WHAT THE TASK ASKS -
In this exercise, set down every entry that follows exactly as it appears.

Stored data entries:
• • •
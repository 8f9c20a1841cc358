//! Evaluation of `{{...}}` inline plugins.
//!
//! A plugin's payload is looked up by name in a fixed table. Each known plugin turns into a small tree of
//! [`PluginOutput`]s, which the formatters render in their own way. Unknown plugins are never an error: they render as
//! their payload, wrapped in a `plugin`-classed span.
mod payload;

pub use payload::Payload;

/// One piece of a plugin's rendering.
#[derive(Debug, Clone, PartialEq, Eq, Hash)]
pub enum PluginOutput {
    Text(String),
    Element {
        kind: PluginElement,
        children: Vec<PluginOutput>,
    },
    /// Markup to pass through to HTML-like output as-is. Formats that can't hold markup drop it.
    Raw(String),
}

#[derive(Debug, Clone, PartialEq, Eq, Hash)]
pub enum PluginElement {
    Sup,
    Sub,
    /// An anchor that both names a location and links to it.
    Anchor(String),
    Span {
        class: &'static str,
    },
}

/// A chemical species that the formula plugins know about.
#[derive(Debug, PartialEq, Eq)]
pub struct Chemical {
    pub key: &'static str,
    pub formula: &'static str,
    pub english: &'static str,
}

pub const CHEMICALS: [Chemical; 10] = [
    Chemical {
        key: "co2",
        formula: "CO2",
        english: "carbon dioxide",
    },
    Chemical {
        key: "ch4",
        formula: "CH4",
        english: "methane",
    },
    Chemical {
        key: "n2o",
        formula: "N2O",
        english: "nitrous oxide",
    },
    Chemical {
        key: "o3",
        formula: "O3",
        english: "ozone",
    },
    Chemical {
        key: "h2o",
        formula: "H2O",
        english: "water",
    },
    Chemical {
        key: "sf6",
        formula: "SF6",
        english: "sulfur hexafluoride",
    },
    Chemical {
        key: "nh3",
        formula: "NH3",
        english: "ammonia",
    },
    Chemical {
        key: "so2",
        formula: "SO2",
        english: "sulfur dioxide",
    },
    Chemical {
        key: "no2",
        formula: "NO2",
        english: "nitrogen dioxide",
    },
    Chemical {
        key: "hfc134a",
        formula: "CH2FCF3",
        english: "1,1,1,2-tetrafluoroethane",
    },
];

impl Chemical {
    pub fn lookup(key: &str) -> Option<&'static Chemical> {
        CHEMICALS.iter().find(|chem| chem.key.eq_ignore_ascii_case(key))
    }

    /// The formula, with each run of digits as a subscript.
    pub fn render_formula(&self) -> Vec<PluginOutput> {
        let mut out = Vec::new();
        let mut rest = self.formula;
        while !rest.is_empty() {
            let is_digits = rest.starts_with(|c: char| c.is_ascii_digit());
            let run_len = rest
                .find(|c: char| c.is_ascii_digit() != is_digits)
                .unwrap_or(rest.len());
            let (run, after) = rest.split_at(run_len);
            if is_digits {
                out.push(element(PluginElement::Sub, vec![text(run)]));
            } else {
                out.push(text(run));
            }
            rest = after;
        }
        out
    }
}

/// The plugins, as resolved from their names.
#[derive(Debug, PartialEq, Eq)]
enum Plugin {
    Html,
    Anchor,
    Chemical(&'static Chemical),
    Squared,
    Cubed,
    Per,
    DegreeCelsius,
    Isotope,
    Unknown,
}

impl Plugin {
    fn lookup(name: &str) -> Self {
        match name {
            "html" => Plugin::Html,
            "anchor" => Plugin::Anchor,
            "sq" => Plugin::Squared,
            "cb" => Plugin::Cubed,
            "per" => Plugin::Per,
            "c_degree" => Plugin::DegreeCelsius,
            "iso" => Plugin::Isotope,
            other => Chemical::lookup(other).map_or(Plugin::Unknown, Plugin::Chemical),
        }
    }
}

/// Evaluates one plugin payload (the text between `{{` and `}}`).
pub fn apply(payload: &str) -> Vec<PluginOutput> {
    let Some(parsed) = Payload::parse(payload) else {
        return unknown(payload);
    };
    let rendered = match (Plugin::lookup(parsed.name), parsed.data) {
        (Plugin::Html, Some(raw)) => Some(vec![PluginOutput::Raw(raw.to_string())]),
        (Plugin::Anchor, Some(args)) => anchor(args),
        (Plugin::Chemical(chem), option) => Some(chemical(chem, option)),
        (Plugin::Squared, Some(unit)) => Some(with_exponent(unit, "2")),
        (Plugin::Cubed, Some(unit)) => Some(with_exponent(unit, "3")),
        (Plugin::Per, Some(unit)) => Some(with_exponent(unit, "-1")),
        (Plugin::DegreeCelsius, None) => Some(vec![text("°C")]),
        (Plugin::Isotope, Some(notation)) => Some(isotope(notation)),
        _ => None,
    };
    rendered.unwrap_or_else(|| unknown(payload))
}

/// Concatenates the text of some plugin output, dropping raw markup.
pub fn to_plain_text(outputs: &[PluginOutput]) -> String {
    let mut out = String::new();
    for output in outputs {
        match output {
            PluginOutput::Text(text) => out.push_str(text),
            PluginOutput::Element { children, .. } => out.push_str(&to_plain_text(children)),
            PluginOutput::Raw(_) => {}
        }
    }
    out
}

fn text(value: &str) -> PluginOutput {
    PluginOutput::Text(value.to_string())
}

fn element(kind: PluginElement, children: Vec<PluginOutput>) -> PluginOutput {
    PluginOutput::Element { kind, children }
}

fn unknown(payload: &str) -> Vec<PluginOutput> {
    log::debug!("unknown plugin: {payload:?}");
    vec![element(PluginElement::Span { class: "plugin" }, vec![text(payload)])]
}

fn anchor(args: &str) -> Option<Vec<PluginOutput>> {
    let (name, label) = match args.split_once(',') {
        Some((name, label)) => (name.trim(), label.trim()),
        None => (args.trim(), ""),
    };
    if name.is_empty() {
        return None;
    }
    let label = if label.is_empty() { "_" } else { label };
    Some(vec![element(PluginElement::Anchor(name.to_string()), vec![text(label)])])
}

fn chemical(chem: &Chemical, option: Option<&str>) -> Vec<PluginOutput> {
    match option {
        None | Some("cf") => chem.render_formula(),
        Some("en") => vec![text(chem.english)],
        Some("both") => {
            let mut out = vec![text(chem.english), text(" (")];
            out.extend(chem.render_formula());
            out.push(text(")"));
            out
        }
        Some(other) => {
            log::warn!("unknown option {other:?} for chemical {}; rendering its formula", chem.key);
            chem.render_formula()
        }
    }
}

fn with_exponent(base: &str, exponent: &str) -> Vec<PluginOutput> {
    vec![text(base), element(PluginElement::Sup, vec![text(exponent)])]
}

/// `13co2` is a mass number (`13`) and a molecule (`co2`).
fn isotope(notation: &str) -> Vec<PluginOutput> {
    let molecule = notation.trim_start_matches(|c: char| c.is_ascii_digit());
    let mass = &notation[..notation.len() - molecule.len()];
    let mut out = Vec::with_capacity(4);
    if !mass.is_empty() {
        out.push(element(PluginElement::Sup, vec![text(mass)]));
    }
    match Chemical::lookup(molecule) {
        Some(chem) => out.extend(chem.render_formula()),
        None => out.push(text(molecule)),
    }
    out
}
• • •
EXERCISE OUTPUT -
repository 8f9c20a1841cc358
//! Evaluation of `{{...}}` inline plugins.
//!
//! A plugin's payload is looked up by name in a fixed table. Each known plugin turns into a small tree of
//! [`PluginOutput`]s, which the formatters render in their own way. Unknown plugins are never an error: they render as
//! their payload, wrapped in a `plugin`-classed span.
mod payload;

pub use payload::Payload;

/// One piece of a plugin's rendering.
#[derive(Debug, Clone, PartialEq, Eq, Hash)]
pub enum PluginOutput {
    Text(String),
    Element {
        kind: PluginElement,
        children: Vec<PluginOutput>,
    },
    /// Markup to pass through to HTML-like output as-is. Formats that can't hold markup drop it.
    Raw(String),
}

#[derive(Debug, Clone, PartialEq, Eq, Hash)]
pub enum PluginElement {
    Sup,
    Sub,
    /// An anchor that both names a location and links to it.
    Anchor(String),
    Span {
        class: &'static str,
    },
}

/// A chemical species that the formula plugins know about.
#[derive(Debug, PartialEq, Eq)]
pub struct Chemical {
    pub key: &'static str,
    pub formula: &'static str,
    pub english: &'static str,
}

pub const CHEMICALS: [Chemical; 10] = [
    Chemical {
        key: "co2",
        formula: "CO2",
        english: "carbon dioxide",
    },
    Chemical {
        key: "ch4",
        formula: "CH4",
        english: "methane",
    },
    Chemical {
        key: "n2o",
        formula: "N2O",
        english: "nitrous oxide",
    },
    Chemical {
        key: "o3",
        formula: "O3",
        english: "ozone",
    },
    Chemical {
        key: "h2o",
        formula: "H2O",
        english: "water",
    },
    Chemical {
        key: "sf6",
        formula: "SF6",
        english: "sulfur hexafluoride",
    },
    Chemical {
        key: "nh3",
        formula: "NH3",
        english: "ammonia",
    },
    Chemical {
        key: "so2",
        formula: "SO2",
        english: "sulfur dioxide",
    },
    Chemical {
        key: "no2",
        formula: "NO2",
        english: "nitrogen dioxide",
    },
    Chemical {
        key: "hfc134a",
        formula: "CH2FCF3",
        english: "1,1,1,2-tetrafluoroethane",
    },
];

impl Chemical {
    pub fn lookup(key: &str) -> Option<&'static Chemical> {
        CHEMICALS.iter().find(|chem| chem.key.eq_ignore_ascii_case(key))
    }

    /// The formula, with each run of digits as a subscript.
    pub fn render_formula(&self) -> Vec<PluginOutput> {
        let mut out = Vec::new();
        let mut rest = self.formula;
        while !rest.is_empty() {
            let is_digits = rest.starts_with(|c: char| c.is_ascii_digit());
            let run_len = rest
                .find(|c: char| c.is_ascii_digit() != is_digits)
                .unwrap_or(rest.len());
            let (run, after) = rest.split_at(run_len);
            if is_digits {
                out.push(element(PluginElement::Sub, vec![text(run)]));
            } else {
                out.push(text(run));
            }
            rest = after;
        }
        out
    }
}

/// The plugins, as resolved from their names.
#[derive(Debug, PartialEq, Eq)]
enum Plugin {
    Html,
    Anchor,
    Chemical(&'static Chemical),
    Squared,
    Cubed,
    Per,
    DegreeCelsius,
    Isotope,
    Unknown,
}

impl Plugin {
    fn lookup(name: &str) -> Self {
        match name {
            "html" => Plugin::Html,
            "anchor" => Plugin::Anchor,
            "sq" => Plugin::Squared,
            "cb" => Plugin::Cubed,
            "per" => Plugin::Per,
            "c_degree" => Plugin::DegreeCelsius,
            "iso" => Plugin::Isotope,
            other => Chemical::lookup(other).map_or(Plugin::Unknown, Plugin::Chemical),
        }
    }
}

/// Evaluates one plugin payload (the text between `{{` and `}}`).
pub fn apply(payload: &str) -> Vec<PluginOutput> {
    let Some(parsed) = Payload::parse(payload) else {
        return unknown(payload);
    };
    let rendered = match (Plugin::lookup(parsed.name), parsed.data) {
        (Plugin::Html, Some(raw)) => Some(vec![PluginOutput::Raw(raw.to_string())]),
        (Plugin::Anchor, Some(args)) => anchor(args),
        (Plugin::Chemical(chem), option) => Some(chemical(chem, option)),
        (Plugin::Squared, Some(unit)) => Some(with_exponent(unit, "2")),
        (Plugin::Cubed, Some(unit)) => Some(with_exponent(unit, "3")),
        (Plugin::Per, Some(unit)) => Some(with_exponent(unit, "-1")),
        (Plugin::DegreeCelsius, None) => Some(vec![text("°C")]),
        (Plugin::Isotope, Some(notation)) => Some(isotope(notation)),
        _ => None,
    };
    rendered.unwrap_or_else(|| unknown(payload))
}

/// Concatenates the text of some plugin output, dropping raw markup.
pub fn to_plain_text(outputs: &[PluginOutput]) -> String {
    let mut out = String::new();
    for output in outputs {
        match output {
            PluginOutput::Text(text) => out.push_str(text),
            PluginOutput::Element { children, .. } => out.push_str(&to_plain_text(children)),
            PluginOutput::Raw(_) => {}
        }
    }
    out
}

fn text(value: &str) -> PluginOutput {
    PluginOutput::Text(value.to_string())
}

fn element(kind: PluginElement, children: Vec<PluginOutput>) -> PluginOutput {
    PluginOutput::Element { kind, children }
}

fn unknown(payload: &str) -> Vec<PluginOutput> {
    log::debug!("unknown plugin: {payload:?}");
    vec![element(PluginElement::Span { class: "plugin" }, vec![text(payload)])]
}

fn anchor(args: &str) -> Option<Vec<PluginOutput>> {
    let (name, label) = match args.split_once(',') {
        Some((name, label)) => (name.trim(), label.trim()),
        None => (args.trim(), ""),
    };
    if name.is_empty() {
        return None;
    }
    let label = if label.is_empty() { "_" } else { label };
    Some(vec![element(PluginElement::Anchor(name.to_string()), vec![text(label)])])
}

fn chemical(chem: &Chemical, option: Option<&str>) -> Vec<PluginOutput> {
    match option {
        None | Some("cf") => chem.render_formula(),
        Some("en") => vec![text(chem.english)],
        Some("both") => {
            let mut out = vec![text(chem.english), text(" (")];
            out.extend(chem.render_formula());
            out.push(text(")"));
            out
        }
        Some(other) => {
            log::warn!("unknown option {other:?} for chemical {}; rendering its formula", chem.key);
            chem.render_formula()
        }
    }
}

fn with_exponent(base: &str, exponent: &str) -> Vec<PluginOutput> {
    vec![text(base), element(PluginElement::Sup, vec![text(exponent)])]
}

/// `13co2` is a mass number (`13`) and a molecule (`co2`).
fn isotope(notation: &str) -> Vec<PluginOutput> {
    let molecule = notation.trim_start_matches(|c: char| c.is_ascii_digit());
    let mass = &notation[..notation.len() - molecule.len()];
    let mut out = Vec::with_capacity(4);
    if !mass.is_empty() {
        out.push(element(PluginElement::Sup, vec![text(mass)]));
    }
    match Chemical::lookup(molecule) {
        Some(chem) => out.extend(chem.render_formula()),
        None => out.push(text(molecule)),
    }
    out
}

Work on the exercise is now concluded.